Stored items

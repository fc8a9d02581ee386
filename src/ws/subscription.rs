//! Channel filter for refresh routing.
//!
//! Tracks which broadcast channels this client has subscribed to and
//! decides whether an inbound refresh applies. The dashboard server marks
//! site-wide broadcasts with the wildcard channel `"all"`, which matches
//! every client regardless of its subscriptions.

use std::collections::HashSet;

/// Wildcard channel name used by the server for site-wide broadcasts.
pub const WILDCARD_CHANNEL: &str = "all";

/// The set of channels a single client listens on.
#[derive(Debug, Default)]
pub struct ChannelFilter {
    /// Explicitly subscribed channel names.
    channels: HashSet<String>,
}

impl ChannelFilter {
    /// Creates an empty filter. Only wildcard broadcasts match it.
    #[must_use]
    pub fn new() -> Self {
        Self::default()
    }

    /// Creates a filter subscribed to the given channels.
    #[must_use]
    pub fn subscribed_to<I, S>(channels: I) -> Self
    where
        I: IntoIterator<Item = S>,
        S: Into<String>,
    {
        Self {
            channels: channels.into_iter().map(Into::into).collect(),
        }
    }

    /// Adds a channel to the subscription set.
    pub fn subscribe(&mut self, channel: impl Into<String>) {
        self.channels.insert(channel.into());
    }

    /// Returns `true` if an inbound message on `channel` applies to this
    /// client: either the wildcard `"all"` or an explicitly subscribed
    /// channel.
    #[must_use]
    pub fn matches(&self, channel: &str) -> bool {
        channel == WILDCARD_CHANNEL || self.channels.contains(channel)
    }

    /// Returns the number of explicitly subscribed channels.
    #[must_use]
    pub fn count(&self) -> usize {
        self.channels.len()
    }
}
//! # inventory-link
//!
//! Resilient WebSocket client for real-time inventory dashboard updates.
//!
//! This crate keeps one duplex channel open between a dashboard page and
//! its server, reconnecting with bounded exponential backoff, and turns
//! typed server pushes into UI side effects behind a host-implemented
//! [`Frontend`](ui::Frontend) boundary. All rendering is delegated — this
//! library is a coordination layer.
//!
//! ## Architecture
//!
//! ```text
//! Dashboard server (WebSocket)
//!     │
//!     ├── ConnectionManager (ws/)
//!     │       dial / session / backoff state machine
//!     │
//!     ├── Codec + Dispatcher (ws/)
//!     │       envelope encode, frame decode, typed routing
//!     │
//!     ├── Frontend boundary (ui/)
//!     │       status, notifications, refresh, data updates
//!     │
//!     └── TriggerClient (trigger)
//!             publish-side injection for backend jobs
//! ```

pub mod config;
pub mod domain;
pub mod error;
pub mod trigger;
pub mod ui;
pub mod ws;

pub use config::LinkConfig;
pub use domain::{ClientId, ConnectionState};
pub use error::LinkError;
pub use trigger::TriggerClient;
pub use ws::ConnectionManager;
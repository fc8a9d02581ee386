//! Domain layer: client identity and connection lifecycle.
//!
//! This module contains the client-side domain model: the per-manager
//! identity stamped on every outgoing envelope and the connection state
//! machine that drives the status indicator.

pub mod client_id;
pub mod state;

pub use client_id::ClientId;
pub use state::ConnectionState;
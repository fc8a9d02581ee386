//! WebSocket message types: outbound commands and inbound server messages.

use serde::{Deserialize, Serialize};

/// Severity category of a dashboard notification.
///
/// Carried on the wire as a lowercase string; absent or unrecognized
/// categories fall back to [`Category::Info`].
#[derive(Debug, Clone, Copy, Default, PartialEq, Eq, Serialize, Deserialize)]
#[serde(rename_all = "lowercase")]
pub enum Category {
    /// Informational notice.
    #[default]
    Info,
    /// Successful operation.
    Success,
    /// Something needs attention soon.
    Warning,
    /// Something failed.
    Error,
}

impl Category {
    /// Returns the fixed display color for this category.
    #[must_use]
    pub const fn color(&self) -> &'static str {
        match self {
            Self::Info => "#2196F3",
            Self::Success => "#4CAF50",
            Self::Warning => "#FF9800",
            Self::Error => "#F44336",
        }
    }
}

/// Commands the client sends to the dashboard server.
///
/// Both are sent fire-and-forget right after a session opens; no
/// acknowledgment is awaited.
#[derive(Debug, Clone, PartialEq, Eq, Serialize)]
#[serde(tag = "type", rename_all = "snake_case")]
pub enum ClientMessage {
    /// Announce which dashboard page this client renders.
    Register {
        /// Page name, e.g. `"inventory"`.
        page: String,
    },
    /// Subscribe to a broadcast channel.
    Subscribe {
        /// Channel name, e.g. `"inventory"`.
        channel: String,
    },
}

/// Messages the dashboard server pushes to the client.
///
/// Discriminated by the top-level `type` field. [`ServerMessage::Legacy`]
/// and [`ServerMessage::Unknown`] are never produced by serde directly;
/// [`decode`](super::codec::decode) classifies frames into them.
#[derive(Debug, Clone, PartialEq, Deserialize)]
#[serde(tag = "type", rename_all = "snake_case")]
pub enum ServerMessage {
    /// Show a transient notification toast.
    Notification {
        /// Human-readable notice, treated as plain text.
        message: String,
        /// Severity category; defaults to info when absent.
        #[serde(default)]
        category: Category,
    },
    /// The data behind a channel changed; the page should reload.
    Refresh {
        /// Channel the refresh applies to, or the wildcard `"all"`.
        channel: String,
        /// When `true`, reload without asking the user.
        #[serde(default)]
        force: bool,
    },
    /// In-place update for a named render target.
    DataUpdate {
        /// Render target identifier, e.g. `"inventory-table"`.
        target: String,
        /// Opaque payload forwarded to the host's render callback.
        data: serde_json::Value,
    },
    /// Untyped frame in the older push format (no `type` field).
    #[serde(skip)]
    Legacy(LegacyMessage),
    /// Frame with a `type` this client does not recognize.
    #[serde(skip)]
    Unknown {
        /// The unrecognized discriminant, kept for diagnostics.
        msg_type: String,
    },
}

impl ServerMessage {
    /// Wire discriminants this client understands.
    pub const KNOWN_TYPES: [&'static str; 3] = ["notification", "refresh", "data_update"];

    /// Returns `true` if `msg_type` is a discriminant this client handles.
    #[must_use]
    pub fn is_known_type(msg_type: &str) -> bool {
        Self::KNOWN_TYPES.contains(&msg_type)
    }

    /// Returns the message type as a static string slice.
    #[must_use]
    pub const fn type_str(&self) -> &'static str {
        match self {
            Self::Notification { .. } => "notification",
            Self::Refresh { .. } => "refresh",
            Self::DataUpdate { .. } => "data_update",
            Self::Legacy(_) => "legacy",
            Self::Unknown { .. } => "unknown",
        }
    }
}

/// Older push format predating typed messages: `{action?, url?, update?}`.
///
/// `action == "redirect"` navigates the page to `url`; a present `update`
/// is shown as an info notification. Both effects may occur in one frame.
/// The content is always treated as plain text, never markup.
#[derive(Debug, Clone, Default, PartialEq, Eq, Deserialize)]
pub struct LegacyMessage {
    /// Optional action verb; only `"redirect"` is meaningful.
    #[serde(default)]
    pub action: Option<String>,
    /// Redirect destination, paired with `action == "redirect"`.
    #[serde(default)]
    pub url: Option<String>,
    /// Notification content to render verbatim as text.
    #[serde(default)]
    pub update: Option<String>,
}

#[cfg(test)]
#[allow(clippy::panic)]
mod tests {
    use super::*;

    #[test]
    fn register_serializes_with_type_tag() {
        let msg = ClientMessage::Register {
            page: "inventory".to_string(),
        };
        let json = serde_json::to_value(&msg).unwrap_or_default();
        assert_eq!(json["type"], "register");
        assert_eq!(json["page"], "inventory");
    }

    #[test]
    fn subscribe_serializes_with_type_tag() {
        let msg = ClientMessage::Subscribe {
            channel: "inventory".to_string(),
        };
        let json = serde_json::to_value(&msg).unwrap_or_default();
        assert_eq!(json["type"], "subscribe");
        assert_eq!(json["channel"], "inventory");
    }

    #[test]
    fn notification_category_defaults_to_info() {
        let msg: ServerMessage =
            serde_json::from_str(r#"{"type":"notification","message":"Stock low"}"#)
                .ok()
                .unwrap_or_else(|| panic!("deserialization failed"));
        assert_eq!(
            msg,
            ServerMessage::Notification {
                message: "Stock low".to_string(),
                category: Category::Info,
            }
        );
    }

    #[test]
    fn refresh_force_defaults_to_false() {
        let msg: ServerMessage =
            serde_json::from_str(r#"{"type":"refresh","channel":"inventory"}"#)
                .ok()
                .unwrap_or_else(|| panic!("deserialization failed"));
        let ServerMessage::Refresh { channel, force } = msg else {
            panic!("expected refresh variant");
        };
        assert_eq!(channel, "inventory");
        assert!(!force);
    }

    #[test]
    fn data_update_carries_opaque_payload() {
        let msg: ServerMessage = serde_json::from_str(
            r#"{"type":"data_update","target":"inventory-table","data":{"rows":[1,2]}}"#,
        )
        .ok()
        .unwrap_or_else(|| panic!("deserialization failed"));
        let ServerMessage::DataUpdate { target, data } = msg else {
            panic!("expected data_update variant");
        };
        assert_eq!(target, "inventory-table");
        assert_eq!(data["rows"][0], 1);
    }

    #[test]
    fn category_colors_are_fixed() {
        assert_eq!(Category::Info.color(), "#2196F3");
        assert_eq!(Category::Success.color(), "#4CAF50");
        assert_eq!(Category::Warning.color(), "#FF9800");
        assert_eq!(Category::Error.color(), "#F44336");
    }

    #[test]
    fn known_types_recognized() {
        assert!(ServerMessage::is_known_type("notification"));
        assert!(ServerMessage::is_known_type("refresh"));
        assert!(ServerMessage::is_known_type("data_update"));
        assert!(!ServerMessage::is_known_type("telemetry"));
    }

    #[test]
    fn legacy_ignores_extra_fields() {
        let msg: LegacyMessage =
            serde_json::from_str(r#"{"update":"rows changed","extra":42}"#)
                .ok()
                .unwrap_or_else(|| panic!("deserialization failed"));
        assert_eq!(msg.update.as_deref(), Some("rows changed"));
        assert!(msg.action.is_none());
    }
}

TASK GOAL: Exactly as they appear, retype the lines from the start of the records through the line containing "pub fn new()".

TASK RESULT:
repository fc8a9d02581ee386
filename src/ws/subscription.rs
//! Channel filter for refresh routing.
//!
//! Tracks which broadcast channels this client has subscribed to and
//! decides whether an inbound refresh applies. The dashboard server marks
//! site-wide broadcasts with the wildcard channel `"all"`, which matches
//! every client regardless of its subscriptions.

use std::collections::HashSet;

/// Wildcard channel name used by the server for site-wide broadcasts.
pub const WILDCARD_CHANNEL: &str = "all";

/// The set of channels a single client listens on.
#[derive(Debug, Default)]
pub struct ChannelFilter {
    /// Explicitly subscribed channel names.
    channels: HashSet<String>,
}

impl ChannelFilter {
    /// Creates an empty filter. Only wildcard broadcasts match it.
    #[must_use]
    pub fn new() -> Self {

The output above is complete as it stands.